WORK TASK:
Among the entries below, how many lines contain the string "BuildLog"? Only the number, please.

EXERCISE INPUT:
===
//! # Tessera: Entity Identity and Cross-Reference Extraction
//!
//! Tessera turns parsed, binding-resolved compilation units of a Java-like
//! language into flat records for a code-intelligence store: entities with
//! deterministic identity keys, the AST nodes that declare or use them,
//! type membership, inheritance edges and positioned compiler diagnostics.
//!
//! ## Design Philosophy
//!
//! - **Stable identity** - An entity's key depends only on what defines it,
//!   so every file that mentions it computes the same key independently
//! - **Degrade, don't fail** - Unresolved bindings become placeholder names;
//!   a broken declaration drops its own records and nothing else
//! - **Pure per unit** - No global state; units extract in parallel
//!
//! ## Quick Start
//!
//! ```no_run
//! use std::path::Path;
//! use tessera::{CompilationUnit, Extractor, ExtractorConfig};
//!
//! let unit = CompilationUnit::from_json_file(Path::new("Widget.json"))?;
//! let extraction = Extractor::new(ExtractorConfig::default()).extract(unit.as_ref())?;
//!
//! println!(
//!     "{} entities, {} diagnostics",
//!     extraction.records.entities.len(),
//!     extraction.diagnostics.len()
//! );
//! # Ok::<(), tessera::Error>(())
//! ```

mod builder;
mod config;
mod diagnostics;
mod error;
mod parallel;
mod position;
mod sink;
mod types;

pub mod identity;
pub mod log;
pub mod modifiers;
pub mod unit;

pub use builder::{BuildOutput, EntityRecordBuilder};
pub use config::{CONFIG_FILE_NAME, ExtractorConfig};
pub use diagnostics::{DiagnosticReport, collect as collect_diagnostics};
pub use error::{Error, ExtractionError, ExtractionErrorKind, Result, Subject};
pub use identity::{IdentityError, IdentityKey};
pub use log::{BuildLog, LogLevel, MemoryLog, TracingLog};
pub use modifiers::Modifiers;
pub use position::{PositionError, PositionMapper};
pub use sink::JsonlSink;
pub use types::{
    AstKind, AstNode, AstNodeId, Diagnostic, DocComment, Entity, EntityDetail, EntityHash,
    ExtractionStats, FileId, Inheritance, MemberKind, MemberType, Record, RecordSet, Relation,
    RelationKind, Severity, Span, SymbolKind, TypedEntity, UnitExtraction, Visibility,
};
pub use unit::{CompilationUnit, NodeId, NodeKind, SyntaxNode};

use std::sync::Arc;

/// Extraction entry point.
///
/// Owns the configuration and the build log shared by every unit it
/// processes. `Extractor` is `Sync`; one instance serves all worker threads.
#[derive(Clone)]
pub struct Extractor {
    config: ExtractorConfig,
    log: Arc<dyn BuildLog>,
}

impl std::fmt::Debug for Extractor {
    fn fmt(&self, f: &mut std::fmt::Formatter<'_>) -> std::fmt::Result {
        f.debug_struct("Extractor")
            .field("config", &self.config)
            .finish_non_exhaustive()
    }
}

impl Extractor {
    /// Create an extractor that logs through `tracing`.
    #[must_use]
    pub fn new(config: ExtractorConfig) -> Self {
        Self {
            config,
            log: Arc::new(TracingLog),
        }
    }

    /// Replace the build log.
    #[must_use]
    pub fn with_log(mut self, log: Arc<dyn BuildLog>) -> Self {
        self.log = log;
        self
    }

    /// The active configuration.
    #[must_use]
    pub fn config(&self) -> &ExtractorConfig {
        &self.config
    }

    /// Extract records and diagnostics from one unit.
    ///
    /// # Errors
    ///
    /// Returns `Error::NoCompilationUnit` if `unit` is `None`. Per-entity
    /// failures are reported in `UnitExtraction::errors` instead.
    pub fn extract(&self, unit: Option<&CompilationUnit>) -> Result<UnitExtraction> {
        let build = EntityRecordBuilder::new(&self.config, self.log.as_ref()).build(unit)?;
        let unit = unit.ok_or(Error::NoCompilationUnit)?;

        let report = diagnostics::collect(unit, &PositionMapper::for_unit(unit), self.log.as_ref());

        let mut errors = build.errors;
        errors.extend(report.errors);

        Ok(UnitExtraction {
            file_id: unit.file_id,
            records: build.records,
            diagnostics: report.diagnostics,
            errors,
            stats: build.stats,
        })
    }

    /// Extract every unit in parallel. Results keep the input order.
    ///
    /// # Errors
    ///
    /// Returns the first unit-level error encountered.
    pub fn extract_all(&self, units: &[CompilationUnit]) -> Result<Vec<UnitExtraction>> {
        parallel::extract_units(self, units)
    }
}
===
RESPONSE TO THIS TASK:
3